Statistical design of a synthetic microbiome that clears a multi-drug resistant gut pathogen

Given a set of parts and no pre-determined instruction manual on how to put these parts together, how can we create a system that works?

The concept of microbiome design is not new, but ways of approaching the problem have focused on just two paths: ‘bottom-up’ and ‘top-down’ approaches. The ‘bottom-up’ approach is to construct communities one bacterium at a time with the hope that properties of individual bacteria still hold when placed in community settings. The ‘top-down’ approach is to take intact whole microbiomes that perform a function (like a whole gut microbiome that suppresses the invasion of pathogens) and systematically reduce the community to its core members.

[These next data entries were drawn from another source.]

//! Terminal wire format: `name = value` input lines, `<`/`>` prefixed
//! output and echo lines.

use crate::compiler::parser::parse_value_literal;
use crate::events::Emission;
use crate::types::{SignalId, Timestamp, Value};
use thiserror::Error;

#[derive(Debug, Error)]
pub enum WireError {
    #[error("expected `name = value`, got `{0}`")]
    MissingSeparator(String),
    #[error("invalid signal reference `{0}`")]
    BadName(String),
    #[error("invalid value `{text}`: {reason}")]
    BadValue { text: String, reason: String },
}

/// One parsed input line: signals arrive by name or by numeric id.
#[derive(Clone, Debug, PartialEq)]
pub enum Input {
    Named { name: String, value: Value },
    Numbered { id: SignalId, value: Value },
}

pub fn parse_input_line(line: &str) -> Result<Input, WireError> {
    let (lhs, rhs) = line
        .split_once('=')
        .ok_or_else(|| WireError::MissingSeparator(line.to_string()))?;
    let lhs = lhs.trim();
    let rhs = rhs.trim();

    let value = parse_value_literal(rhs).map_err(|e| WireError::BadValue {
        text: rhs.to_string(),
        reason: e.to_string(),
    })?;

    if lhs.is_empty() {
        return Err(WireError::BadName(lhs.to_string()));
    }
    if lhs.bytes().all(|b| b.is_ascii_digit()) {
        let id = lhs
            .parse::<SignalId>()
            .map_err(|_| WireError::BadName(lhs.to_string()))?;
        return Ok(Input::Numbered { id, value });
    }
    if !valid_name(lhs) {
        return Err(WireError::BadName(lhs.to_string()));
    }
    Ok(Input::Named {
        name: lhs.to_string(),
        value,
    })
}

fn valid_name(name: &str) -> bool {
    name.split('.').all(|part| {
        let mut chars = part.chars();
        matches!(chars.next(), Some(c) if c.is_ascii_alphabetic() || c == '_')
            && chars.all(|c| c.is_ascii_alphanumeric() || c == '_')
    })
}

/// `< <timestamp_ms>,<name>,<signal_id>,<value_literal>` — the id column
/// is left empty when no mapping is loaded.
pub fn format_emission(e: &Emission) -> String {
    match e.id {
        Some(id) => format!("< {},{},{},{}", e.at, e.name, id, e.value),
        None => format!("< {},{},,{}", e.at, e.name, e.value),
    }
}

/// Echoed input, `>` marking the incoming direction.
pub fn format_echo(at: Timestamp, name: &str, id: Option<SignalId>, value: &Value) -> String {
    match id {
        Some(id) => format!("> {},{},{},{}", at, name, id, value),
        None => format!("> {},{},,{}", at, name, value),
    }
}
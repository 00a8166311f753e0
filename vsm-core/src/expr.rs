use crate::signals::SignalStore;
use crate::types::Value;
use serde::{Deserialize, Serialize};
use std::collections::BTreeSet;

// ─── AST ──────────────────────────────────────────────────────

#[derive(Clone, Copy, Debug, PartialEq, Eq, Serialize, Deserialize)]
pub enum UnOp {
    Not,
    Neg,
}

#[derive(Clone, Copy, Debug, PartialEq, Eq, Serialize, Deserialize)]
pub enum BinOp {
    Add,
    Sub,
    Mul,
    Div,
    Mod,
    Lt,
    Le,
    Eq,
    Ne,
    Ge,
    Gt,
    And,
    Or,
    Xor,
}

/// A condition or emit-value expression over signals and constants.
#[derive(Clone, Debug, PartialEq, Serialize, Deserialize)]
pub enum Expr {
    Literal(Value),
    Signal(String),
    Unary { op: UnOp, operand: Box<Expr> },
    Binary { op: BinOp, lhs: Box<Expr>, rhs: Box<Expr> },
}

impl Expr {
    /// Evaluate against the current signal environment. Pure; soft errors
    /// (unknown signal, type mismatch, division by zero) yield `Undefined`.
    pub fn eval(&self, store: &SignalStore) -> Value {
        match self {
            Expr::Literal(v) => v.clone(),
            Expr::Signal(name) => store.get(name),
            Expr::Unary { op, operand } => eval_unary(*op, operand.eval(store)),
            Expr::Binary { op, lhs, rhs } => {
                eval_binary(*op, lhs.eval(store), rhs.eval(store))
            }
        }
    }

    /// Every signal name the expression reads. Feeds the reverse index.
    pub fn operands(&self) -> BTreeSet<String> {
        let mut out = BTreeSet::new();
        self.collect_operands(&mut out);
        out
    }

    fn collect_operands(&self, out: &mut BTreeSet<String>) {
        match self {
            Expr::Literal(_) => {}
            Expr::Signal(name) => {
                out.insert(name.clone());
            }
            Expr::Unary { operand, .. } => operand.collect_operands(out),
            Expr::Binary { lhs, rhs, .. } => {
                lhs.collect_operands(out);
                rhs.collect_operands(out);
            }
        }
    }
}

// ─── Evaluation ───────────────────────────────────────────────

fn eval_unary(op: UnOp, v: Value) -> Value {
    match (op, v) {
        (UnOp::Neg, Value::Int(n)) => {
            n.checked_neg().map(Value::Int).unwrap_or(Value::Undefined)
        }
        (UnOp::Neg, Value::Float(f)) => Value::Float(-f),
        (UnOp::Not, Value::Bool(b)) => Value::Bool(!b),
        _ => Value::Undefined,
    }
}

fn eval_binary(op: BinOp, lhs: Value, rhs: Value) -> Value {
    match op {
        BinOp::Add | BinOp::Sub | BinOp::Mul | BinOp::Div | BinOp::Mod => {
            eval_arith(op, lhs, rhs)
        }
        BinOp::Lt | BinOp::Le | BinOp::Eq | BinOp::Ne | BinOp::Ge | BinOp::Gt => {
            eval_compare(op, lhs, rhs)
        }
        // Connectives gate an Undefined operand to false so a condition can
        // turn true while one side has never been observed; any other
        // non-Boolean operand is a type mismatch.
        BinOp::And | BinOp::Or | BinOp::Xor => {
            match (gate(&lhs), gate(&rhs)) {
                (Some(a), Some(b)) => Value::Bool(match op {
                    BinOp::And => a && b,
                    BinOp::Or => a || b,
                    _ => a ^ b,
                }),
                _ => Value::Undefined,
            }
        }
    }
}

fn gate(v: &Value) -> Option<bool> {
    match v {
        Value::Bool(b) => Some(*b),
        Value::Undefined => Some(false),
        _ => None,
    }
}

fn eval_arith(op: BinOp, lhs: Value, rhs: Value) -> Value {
    // Int op Int stays integral; integer division truncates toward zero.
    if let (Value::Int(a), Value::Int(b)) = (&lhs, &rhs) {
        let (a, b) = (*a, *b);
        return match op {
            BinOp::Add => a.checked_add(b).map(Value::Int),
            BinOp::Sub => a.checked_sub(b).map(Value::Int),
            BinOp::Mul => a.checked_mul(b).map(Value::Int),
            BinOp::Div => a.checked_div(b).map(Value::Int),
            BinOp::Mod => a.checked_rem(b).map(Value::Int),
            _ => unreachable!(),
        }
        .unwrap_or(Value::Undefined);
    }
    match (lhs.as_f64(), rhs.as_f64()) {
        (Some(a), Some(b)) => match op {
            BinOp::Add => Value::Float(a + b),
            BinOp::Sub => Value::Float(a - b),
            BinOp::Mul => Value::Float(a * b),
            BinOp::Div if b == 0.0 => Value::Undefined,
            BinOp::Div => Value::Float(a / b),
            BinOp::Mod if b == 0.0 => Value::Undefined,
            BinOp::Mod => Value::Float(a % b),
            _ => unreachable!(),
        },
        _ => Value::Undefined,
    }
}

fn eval_compare(op: BinOp, lhs: Value, rhs: Value) -> Value {
    // Numeric pairs coerce to float; strings compare to strings;
    // Booleans permit equality only. Everything else is a mismatch.
    if let (Some(a), Some(b)) = (lhs.as_f64(), rhs.as_f64()) {
        return Value::Bool(match op {
            BinOp::Lt => a < b,
            BinOp::Le => a <= b,
            BinOp::Eq => a == b,
            BinOp::Ne => a != b,
            BinOp::Ge => a >= b,
            BinOp::Gt => a > b,
            _ => unreachable!(),
        });
    }
    match (&lhs, &rhs) {
        (Value::Str(a), Value::Str(b)) => Value::Bool(match op {
            BinOp::Lt => a < b,
            BinOp::Le => a <= b,
            BinOp::Eq => a == b,
            BinOp::Ne => a != b,
            BinOp::Ge => a >= b,
            BinOp::Gt => a > b,
            _ => unreachable!(),
        }),
        (Value::Bool(a), Value::Bool(b)) => match op {
            BinOp::Eq => Value::Bool(a == b),
            BinOp::Ne => Value::Bool(a != b),
            _ => Value::Undefined,
        },
        _ => Value::Undefined,
    }
}

#[cfg(test)]
mod tests {
    use super::*;
    use crate::compiler::parser::parse_expression;

    fn store_with(pairs: &[(&str, Value)]) -> SignalStore {
        let mut store = SignalStore::new();
        for (name, value) in pairs {
            store.set(name, value.clone(), 0);
        }
        store
    }

    fn eval(text: &str, store: &SignalStore) -> Value {
        parse_expression(text).unwrap().eval(store)
    }

    #[test]
    fn arithmetic_and_coercion() {
        let store = store_with(&[("engine.rpm", Value::Int(3000))]);
        assert_eq!(eval("engine.rpm + 500", &store), Value::Int(3500));
        assert_eq!(eval("engine.rpm / 2.0", &store), Value::Float(1500.0));
        assert_eq!(eval("7 / 2", &store), Value::Int(3));
        assert_eq!(eval("-7 / 2", &store), Value::Int(-3));
        assert_eq!(eval("7 % 3", &store), Value::Int(1));
    }

    #[test]
    fn division_by_zero_is_soft() {
        let store = SignalStore::new();
        assert_eq!(eval("1 / 0", &store), Value::Undefined);
        assert_eq!(eval("1.0 / 0.0", &store), Value::Undefined);
        assert_eq!(eval("1 % 0", &store), Value::Undefined);
    }

    #[test]
    fn comparison_rules() {
        let store = store_with(&[("gear", Value::Str("reverse".into()))]);
        assert_eq!(eval("gear == 'reverse'", &store), Value::Bool(true));
        assert_eq!(eval("gear == 1", &store), Value::Undefined);
        assert_eq!(eval("1 == 1.0", &store), Value::Bool(true));
        assert_eq!(eval("2 >= 1.5", &store), Value::Bool(true));
        assert_eq!(eval("true == true", &store), Value::Bool(true));
        assert_eq!(eval("true < false", &store), Value::Undefined);
    }

    #[test]
    fn undefined_propagates_through_arithmetic() {
        let store = SignalStore::new();
        assert_eq!(eval("missing + 1", &store), Value::Undefined);
        assert_eq!(eval("missing == 'x'", &store), Value::Undefined);
        assert_eq!(eval("!missing", &store), Value::Undefined);
    }

    #[test]
    fn connectives_gate_undefined_to_false() {
        let store = store_with(&[("a", Value::Bool(true))]);
        assert_eq!(eval("a ^^ b", &store), Value::Bool(true));
        assert_eq!(eval("a && b", &store), Value::Bool(false));
        assert_eq!(eval("a || b", &store), Value::Bool(true));
        // Non-Boolean operands are still a type mismatch.
        assert_eq!(eval("a && 1", &store), Value::Undefined);
    }

    #[test]
    fn xor_is_logical() {
        let store = store_with(&[("a", Value::Bool(true)), ("b", Value::Bool(true))]);
        assert_eq!(eval("a ^^ b", &store), Value::Bool(false));
        let store = store_with(&[("a", Value::Bool(true)), ("b", Value::Bool(false))]);
        assert_eq!(eval("a ^^ b", &store), Value::Bool(true));
    }

    #[test]
    fn operand_collection() {
        let expr = parse_expression("a.b + 1 > c && !d.e.f").unwrap();
        let names: Vec<_> = expr.operands().into_iter().collect();
        assert_eq!(names, vec!["a.b", "c", "d.e.f"]);
    }
}
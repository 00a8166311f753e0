use crate::events::{
    ConditionSnapshot, Emission, OperandSnapshot, OutputEvent, ViolationKind, ViolationReport,
};
use crate::sched::{TimerHeap, TimerKind};
use crate::signals::{SignalMap, SignalStore};
use crate::types::{NodeId, NodeKind, Program, Timestamp, Truth, Value};
use serde::{Deserialize, Serialize};
use tracing::debug;

// ─── Monitor runtime ──────────────────────────────────────────

/// Lifecycle phase of a monitored condition.
#[derive(Clone, Copy, Debug, PartialEq, Eq, Serialize, Deserialize)]
pub enum MonitorPhase {
    Idle,
    AwaitStart,
    InWindow,
    Satisfied,
    Violated,
    Cancelled,
}

#[derive(Clone, Debug)]
struct MonitorRuntime {
    phase: MonitorPhase,
    arm_time: Timestamp,
    /// Bumped on every transition; outstanding timers carry the epoch
    /// that scheduled them and are ignored once it moves on.
    epoch: u64,
}

#[derive(Clone, Debug)]
struct NodeState {
    armed: bool,
    last_truth: Truth,
    /// Sticky completion flag (cleared on disarm): a plain condition is
    /// done after its first rising edge, a monitored one on Satisfied,
    /// a sequence when its cursor runs off the end, a parallel when all
    /// children are done.
    done: bool,
    /// Sequence nodes only: index of the next child to arm.
    cursor: usize,
    monitor: Option<MonitorRuntime>,
}

// ─── Policy engine ────────────────────────────────────────────

/// The policy manager: owns the compiled rule tree, the signal store, and
/// the timer heap, and turns input events plus elapsed logical time into
/// emissions and violation reports. Strictly single-threaded; the driver
/// is the only caller.
pub struct PolicyEngine {
    program: Program,
    map: Option<SignalMap>,
    store: SignalStore,
    timers: TimerHeap,
    states: Vec<NodeState>,
    out: Vec<OutputEvent>,
}
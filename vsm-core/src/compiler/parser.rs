//! Rule-file front end: the YAML document walk and the nom grammar for
//! condition/emit expressions.

use super::ir::IrNode;
use crate::expr::{BinOp, Expr, UnOp};
use crate::types::Value;
use anyhow::{anyhow, bail, Context, Result};
use nom::{
    branch::alt,
    bytes::complete::tag,
    character::complete::{alpha1, alphanumeric1, char, digit1, multispace0, none_of},
    combinator::{all_consuming, map, map_opt, map_res, not, opt, recognize, value},
    multi::{many0, separated_list1},
    sequence::{delimited, pair, preceded, terminated, tuple},
    IResult,
};

// ─── Entry points ─────────────────────────────────────────────

/// Parse a whole rule document (YAML list of rule items).
pub fn parse_rules(source: &str) -> Result<Vec<IrNode>> {
    let doc: serde_yaml::Value =
        serde_yaml::from_str(source).context("malformed rule file")?;
    let items = doc
        .as_sequence()
        .ok_or_else(|| anyhow!("rule file top level must be a list"))?;
    items
        .iter()
        .enumerate()
        .map(|(i, item)| parse_node(item).with_context(|| format!("rule {}", i)))
        .collect()
}

/// Parse one expression string into an AST.
pub fn parse_expression(text: &str) -> Result<Expr> {
    match all_consuming(expr)(text) {
        Ok((_, e)) => Ok(e),
        Err(err) => bail!("invalid expression `{}`: {}", text, err),
    }
}

/// Parse a bare value literal (input lines, capture log fields).
pub fn parse_value_literal(text: &str) -> Result<Value> {
    match all_consuming(lexeme(value_literal))(text) {
        Ok((_, v)) => Ok(v),
        Err(err) => bail!("invalid value literal `{}`: {}", text, err),
    }
}

// ─── YAML document walk ───────────────────────────────────────

fn parse_node(item: &serde_yaml::Value) -> Result<IrNode> {
    let map = item
        .as_mapping()
        .ok_or_else(|| anyhow!("rule item must be a mapping"))?;

    if map.iter().any(|(k, _)| k.as_str() == Some("condition")) {
        return parse_condition(map);
    }
    if map.len() == 1 {
        let (key, val) = map.iter().next().unwrap();
        return match key.as_str().unwrap_or_default() {
            "parallel" => Ok(IrNode::Parallel {
                children: parse_children(val, "parallel")?,
            }),
            "sequence" => Ok(IrNode::Sequence {
                children: parse_children(val, "sequence")?,
            }),
            "emit" => parse_emit(val),
            other => bail!("unknown rule item `{}`", other),
        };
    }
    bail!("rule item must be a condition, parallel, sequence, or emit")
}

fn parse_condition(map: &serde_yaml::Mapping) -> Result<IrNode> {
    let mut text = None;
    let mut start_ms = None;
    let mut stop_ms = None;
    let mut children = Vec::new();

    // Walk in document order so emit/wrapper children keep their order.
    for (key, val) in map {
        match key.as_str().unwrap_or_default() {
            "condition" => {
                text = Some(
                    val.as_str()
                        .ok_or_else(|| anyhow!("`condition` must be an expression string"))?
                        .to_string(),
                );
            }
            "start" => start_ms = Some(millis_field(val, "start")?),
            "stop" => stop_ms = Some(millis_field(val, "stop")?),
            "emit" => children.push(parse_emit(val)?),
            "parallel" => children.push(IrNode::Parallel {
                children: parse_children(val, "parallel")?,
            }),
            "sequence" => children.push(IrNode::Sequence {
                children: parse_children(val, "sequence")?,
            }),
            other => bail!("unknown key `{}` in condition", other),
        }
    }

    let text = text.ok_or_else(|| anyhow!("condition is missing its expression"))?;
    let expr = parse_expression(&text)?;
    Ok(IrNode::Condition {
        text,
        expr,
        start_ms,
        stop_ms,
        children,
    })
}

fn parse_children(val: &serde_yaml::Value, wrapper: &str) -> Result<Vec<IrNode>> {
    let items = val
        .as_sequence()
        .ok_or_else(|| anyhow!("`{}` must be a list", wrapper))?;
    items
        .iter()
        .enumerate()
        .map(|(i, item)| {
            parse_node(item).with_context(|| format!("{} child {}", wrapper, i))
        })
        .collect()
}

fn parse_emit(val: &serde_yaml::Value) -> Result<IrNode> {
    let map = val
        .as_mapping()
        .ok_or_else(|| anyhow!("`emit` must be a mapping"))?;
    let mut signal = None;
    let mut value_expr = None;
    let mut delay_ms = 0;

    for (key, item) in map {
        match key.as_str().unwrap_or_default() {
            "signal" => {
                signal = Some(
                    item.as_str()
                        .ok_or_else(|| anyhow!("emit `signal` must be a name"))?
                        .to_string(),
                );
            }
            "value" => value_expr = Some(emit_value_expr(item)?),
            "delay" => delay_ms = millis_field(item, "delay")?,
            other => bail!("unknown key `{}` in emit", other),
        }
    }

    Ok(IrNode::Emit {
        signal: signal.ok_or_else(|| anyhow!("emit is missing `signal`"))?,
        value: value_expr.ok_or_else(|| anyhow!("emit is missing `value`"))?,
        delay_ms,
    })
}

/// Emit values are expressions: YAML scalars become literals, strings go
/// through the expression grammar (so `"engine.rpm + 1"` reads the store
/// and a string constant is written `"'active'"`).
fn emit_value_expr(val: &serde_yaml::Value) -> Result<Expr> {
    match val {
        serde_yaml::Value::Bool(b) => Ok(Expr::Literal(Value::Bool(*b))),
        serde_yaml::Value::Number(n) => {
            if let Some(i) = n.as_i64() {
                Ok(Expr::Literal(Value::Int(i)))
            } else {
                Ok(Expr::Literal(Value::Float(
                    n.as_f64().ok_or_else(|| anyhow!("unrepresentable number"))?,
                )))
            }
        }
        serde_yaml::Value::String(s) => parse_expression(s),
        other => bail!("emit `value` must be a scalar, got {:?}", other),
    }
}

fn millis_field(val: &serde_yaml::Value, field: &str) -> Result<u64> {
    val.as_u64()
        .ok_or_else(|| anyhow!("`{}` must be a non-negative integer (milliseconds)", field))
}

// ─── Expression grammar ───────────────────────────────────────
//
// Precedence, loosest first: `||`, `^^`, `&&`, `!`, comparison,
// additive, multiplicative, unary `-`.

fn lexeme<'a, O, F>(inner: F) -> impl FnMut(&'a str) -> IResult<&'a str, O>
where
    F: FnMut(&'a str) -> IResult<&'a str, O>,
{
    delimited(multispace0, inner, multispace0)
}

fn expr(input: &str) -> IResult<&str, Expr> {
    or_expr(input)
}

fn binary_chain<'a>(
    mut operand: impl FnMut(&'a str) -> IResult<&'a str, Expr>,
    mut operator: impl FnMut(&'a str) -> IResult<&'a str, BinOp>,
    input: &'a str,
) -> IResult<&'a str, Expr> {
    let (mut input, mut lhs) = operand(input)?;
    loop {
        let Ok((rest, op)) = operator(input) else {
            return Ok((input, lhs));
        };
        let (rest, rhs) = operand(rest)?;
        lhs = Expr::Binary {
            op,
            lhs: Box::new(lhs),
            rhs: Box::new(rhs),
        };
        input = rest;
    }
}

fn or_expr(input: &str) -> IResult<&str, Expr> {
    binary_chain(xor_expr, lexeme(value(BinOp::Or, tag("||"))), input)
}

fn xor_expr(input: &str) -> IResult<&str, Expr> {
    binary_chain(and_expr, lexeme(value(BinOp::Xor, tag("^^"))), input)
}

fn and_expr(input: &str) -> IResult<&str, Expr> {
    binary_chain(not_expr, lexeme(value(BinOp::And, tag("&&"))), input)
}

fn not_expr(input: &str) -> IResult<&str, Expr> {
    alt((
        map(
            preceded(lexeme(terminated(char('!'), not(char('=')))), not_expr),
            |operand| Expr::Unary {
                op: UnOp::Not,
                operand: Box::new(operand),
            },
        ),
        comparison,
    ))(input)
}

fn comparison(input: &str) -> IResult<&str, Expr> {
    let (input, lhs) = additive(input)?;
    let (input, tail) = opt(pair(lexeme(cmp_op), additive))(input)?;
    Ok((
        input,
        match tail {
            Some((op, rhs)) => Expr::Binary {
                op,
                lhs: Box::new(lhs),
                rhs: Box::new(rhs),
            },
            None => lhs,
        },
    ))
}

fn cmp_op(input: &str) -> IResult<&str, BinOp> {
    alt((
        value(BinOp::Le, tag("<=")),
        value(BinOp::Ge, tag(">=")),
        value(BinOp::Eq, tag("==")),
        value(BinOp::Ne, tag("!=")),
        value(BinOp::Lt, tag("<")),
        value(BinOp::Gt, tag(">")),
    ))(input)
}

fn additive(input: &str) -> IResult<&str, Expr> {
    binary_chain(
        multiplicative,
        lexeme(alt((
            value(BinOp::Add, char('+')),
            value(BinOp::Sub, char('-')),
        ))),
        input,
    )
}

fn multiplicative(input: &str) -> IResult<&str, Expr> {
    binary_chain(
        unary,
        lexeme(alt((
            value(BinOp::Mul, char('*')),
            value(BinOp::Div, char('/')),
            value(BinOp::Mod, char('%')),
        ))),
        input,
    )
}

fn unary(input: &str) -> IResult<&str, Expr> {
    alt((
        map(preceded(lexeme(char('-')), unary), |operand| Expr::Unary {
            op: UnOp::Neg,
            operand: Box::new(operand),
        }),
        primary,
    ))(input)
}

fn primary(input: &str) -> IResult<&str, Expr> {
    lexeme(alt((
        delimited(char('('), expr, char(')')),
        map(string_lit, Expr::Literal),
        map(number_lit, Expr::Literal),
        signal_or_keyword,
    )))(input)
}

fn signal_or_keyword(input: &str) -> IResult<&str, Expr> {
    map(dotted_name, |name: &str| match name {
        "true" | "True" => Expr::Literal(Value::Bool(true)),
        "false" | "False" => Expr::Literal(Value::Bool(false)),
        _ => Expr::Signal(name.to_string()),
    })(input)
}

fn ident(input: &str) -> IResult<&str, &str> {
    recognize(pair(
        alt((alpha1, tag("_"))),
        many0(alt((alphanumeric1, tag("_")))),
    ))(input)
}

fn dotted_name(input: &str) -> IResult<&str, &str> {
    recognize(separated_list1(char('.'), ident))(input)
}

// ─── Shared literal parsers ───────────────────────────────────

pub(crate) fn value_literal(input: &str) -> IResult<&str, Value> {
    alt((string_lit, number_lit, bool_word))(input)
}

fn bool_word(input: &str) -> IResult<&str, Value> {
    map_opt(ident, |word| match word {
        "true" | "True" => Some(Value::Bool(true)),
        "false" | "False" => Some(Value::Bool(false)),
        _ => None,
    })(input)
}

fn number_lit(input: &str) -> IResult<&str, Value> {
    map_res(
        recognize(tuple((
            opt(char('-')),
            digit1,
            opt(pair(char('.'), digit1)),
        ))),
        |s: &str| {
            if s.contains('.') {
                s.parse::<f64>().map(Value::Float).map_err(|_| ())
            } else {
                s.parse::<i64>().map(Value::Int).map_err(|_| ())
            }
        },
    )(input)
}

fn string_lit(input: &str) -> IResult<&str, Value> {
    map(
        delimited(
            char('\''),
            many0(alt((
                preceded(
                    char('\\'),
                    alt((value('\'', char('\'')), value('\\', char('\\')))),
                ),
                none_of("\\'"),
            ))),
            char('\''),
        ),
        |chars: Vec<char>| Value::Str(chars.into_iter().collect()),
    )(input)
}

#[cfg(test)]
mod tests {
    use super::*;

    #[test]
    fn precedence_chain() {
        // `!` binds looser than comparison, `^^` sits between && and ||.
        let e = parse_expression("!a == b").unwrap();
        assert_eq!(
            e,
            Expr::Unary {
                op: UnOp::Not,
                operand: Box::new(Expr::Binary {
                    op: BinOp::Eq,
                    lhs: Box::new(Expr::Signal("a".into())),
                    rhs: Box::new(Expr::Signal("b".into())),
                }),
            }
        );

        let e = parse_expression("a && b ^^ c || d").unwrap();
        match e {
            Expr::Binary { op: BinOp::Or, lhs, .. } => match *lhs {
                Expr::Binary { op: BinOp::Xor, lhs, .. } => {
                    assert!(matches!(*lhs, Expr::Binary { op: BinOp::And, .. }))
                }
                other => panic!("expected xor below or, got {:?}", other),
            },
            other => panic!("expected or at root, got {:?}", other),
        }
    }

    #[test]
    fn arithmetic_precedence_and_parens() {
        let store = crate::signals::SignalStore::new();
        let v = parse_expression("1 + 2 * 3").unwrap().eval(&store);
        assert_eq!(v, Value::Int(7));
        let v = parse_expression("(1 + 2) * 3").unwrap().eval(&store);
        assert_eq!(v, Value::Int(9));
        let v = parse_expression("-2 * 3").unwrap().eval(&store);
        assert_eq!(v, Value::Int(-6));
    }

    #[test]
    fn literals_and_names() {
        assert_eq!(parse_value_literal("42").unwrap(), Value::Int(42));
        assert_eq!(parse_value_literal("-1.5").unwrap(), Value::Float(-1.5));
        assert_eq!(parse_value_literal("True").unwrap(), Value::Bool(true));
        assert_eq!(
            parse_value_literal("'re\\'verse'").unwrap(),
            Value::Str("re'verse".into())
        );
        assert_eq!(parse_value_literal("''").unwrap(), Value::Str("".into()));
        assert!(parse_value_literal("reverse").is_err());
        // `trueish` is a signal, not a Boolean literal.
        assert_eq!(
            parse_expression("trueish").unwrap(),
            Expr::Signal("trueish".into())
        );
    }

    #[test]
    fn rejects_trailing_garbage() {
        assert!(parse_expression("a == b extra").is_err());
        assert!(parse_expression("a ==").is_err());
    }

    #[test]
    fn parses_condition_with_emit_and_timing() {
        let rules = parse_rules(
            r#"
- condition: "transmission.gear == 'reverse'"
  parallel:
    - condition: "camera.backup.active == true"
      start: 200
      stop: 1000
      emit:
        signal: car.stop
        value: true
"#,
        )
        .unwrap();
        assert_eq!(rules.len(), 1);
        let IrNode::Condition { children, start_ms, .. } = &rules[0] else {
            panic!("expected condition");
        };
        assert_eq!(*start_ms, None);
        let IrNode::Parallel { children } = &children[0] else {
            panic!("expected parallel");
        };
        let IrNode::Condition { start_ms, stop_ms, children, .. } = &children[0] else {
            panic!("expected monitored condition");
        };
        assert_eq!((*start_ms, *stop_ms), (Some(200), Some(1000)));
        assert!(matches!(children[0], IrNode::Emit { delay_ms: 0, .. }));
    }

    #[test]
    fn parses_standalone_emit_with_delay() {
        let rules = parse_rules(
            r#"
- emit:
    signal: lights.external.headlights
    value: "'auto'"
    delay: 2000
"#,
        )
        .unwrap();
        let IrNode::Emit { signal, value, delay_ms } = &rules[0] else {
            panic!("expected emit");
        };
        assert_eq!(signal, "lights.external.headlights");
        assert_eq!(*delay_ms, 2000);
        assert_eq!(*value, Expr::Literal(Value::Str("auto".into())));
    }

    #[test]
    fn rejects_negative_timing_and_unknown_keys() {
        assert!(parse_rules("- condition: \"a == 1\"\n  start: -5\n").is_err());
        assert!(parse_rules("- condition: \"a == 1\"\n  bogus: 1\n").is_err());
        assert!(parse_rules("- emit:\n    signal: x\n").is_err());
    }
}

Despite the success of these approaches in specific cases, neither ultimately yields principles by which communities can be designed in a truly forward manner. In other words, transitioning microbiome design from a discipline of trial-and-error to one of true engineering is still lacking. In this paper, we laid out a statistical framework for inferring a generative model of microbiome design using no information about the underlying properties of individual bacteria, the capacity of bacteria to interact with each other, or mechanism by which they can execute a desired function. We instead created a Design-Build-Test-Learn-Distill method where many synthetic microbiomes were designed, built, and tested for a specific function; then a machine-learning model was learned and distilled to learn key constraints that directly indicated what community to build. Our test function was to kill a multi- drug resistant pathogen called Klebsiella pneumoniae.

As the paper shows, we successfully created a 15-member community (SynCom15) that kills K. pneumoniae in mice better than a whole stool transplant. This work has nucleated much interest in our capacity to design synthetic biological systems using statistics and has formed a major area of interest for our laboratory.